The importance for development of being able to use property as collateral is confirmed by Western Europe's own experience, starting in the late medieval era, in developing wealth within the agricultural economy and using agricultural wealth to finance ventures beyond agriculture. During this period Western Europe, and in particular the city-states of Italy, developed a wide variety of new kinds of contracts that provided the legal foundations for business ventures, loans, insurance, and a wide variety of other structures. Insurance, for example, enabled Europeans to mount unprecedented overseas ventures of trading an empire-building. In de Soto's terminology, Western Europe coverted "dead capital" of agricultural land and other fixed wealth into the "live capital" of manufacturing and overseas ventures.
Many of these contracts were based on collateral clauses. For example, commenda contracts allowed an investor (who was "sleeping," like a creditor, and thus had limited liability like a creditor, but unlike a creditor would be paid a share of profits) to fund the purchase of ships and goods and other financing of trading voyages.

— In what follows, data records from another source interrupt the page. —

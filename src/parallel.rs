//! Parallel evaluation of parameter draws
//!
//! Each draw is solved on its own clone of the model, so evaluations never
//! observe each other's parameter values. Results come back in input order
//! and match a sequential loop over [`Model::evaluate`].

use ndarray::Array2;
use rayon::prelude::*;

use crate::error::Result;
use crate::model::Model;
use crate::steady_state::SteadyState;

/// Solve the steady state for every draw in parallel
///
/// A rejected draw yields an `Err` in its slot and does not affect the others.
///
/// # Examples
///
/// ```
/// use dsge_core::parallel::evaluate_draws;
/// use dsge_core::settings::ModelConfig;
/// use dsge_core::Model;
///
/// let model = Model::new(ModelConfig::default()).unwrap();
/// let draws = vec![model.parameters().free_values(); 4];
/// let results = evaluate_draws(&model, &draws);
/// assert!(results.iter().all(|r| r.is_ok()));
/// ```
pub fn evaluate_draws(model: &Model, draws: &[Vec<f64>]) -> Vec<Result<SteadyState>> {
    draws.par_iter().map(|values| model.evaluate(values)).collect()
}

/// Stack steady states into a matrix, one row per state in
/// [`SteadyState::KEYS`] column order
pub fn steady_state_matrix(states: &[SteadyState]) -> Array2<f64> {
    let mut matrix = Array2::zeros((states.len(), SteadyState::KEYS.len()));
    for (mut row, state) in matrix.rows_mut().into_iter().zip(states) {
        row.assign(&state.to_array());
    }
    matrix
}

As early as 1073, the recipient of a commenda investment pledged "if I do not observe everything just as is stated above, I, together with my heirs, then promise to give and to return to you and your heirs everything in the double, both capital and profit, [i.e. the capital and profit plus again as much as a penalty], out of my land and my house or out of anything I am known to have in this world." Simimlarly other kinds of business venture investments, loans, insurance, and a wide variety of other contracts used in the Italian city-states were usually underpinned by pledges of land, goods, or both.
During the late Middle Ages Europeans cities started developing municipal records for recording these "security interests" in land and chattels. These allowed future creditors to check and see whether goods or real estate were already pledged. Along with these developments came the commercial innovations that made the industrial revolution and subsequent wealth of the West possible.
In our era a wide variety of kinds of property would benefit from distributed property title databases that reduce dependence on particular government offices for the security of property titles.
Image: Instruments for surveying property boundaries, from ancient Rome. Courtesy Deutches Museum, Munich Germany.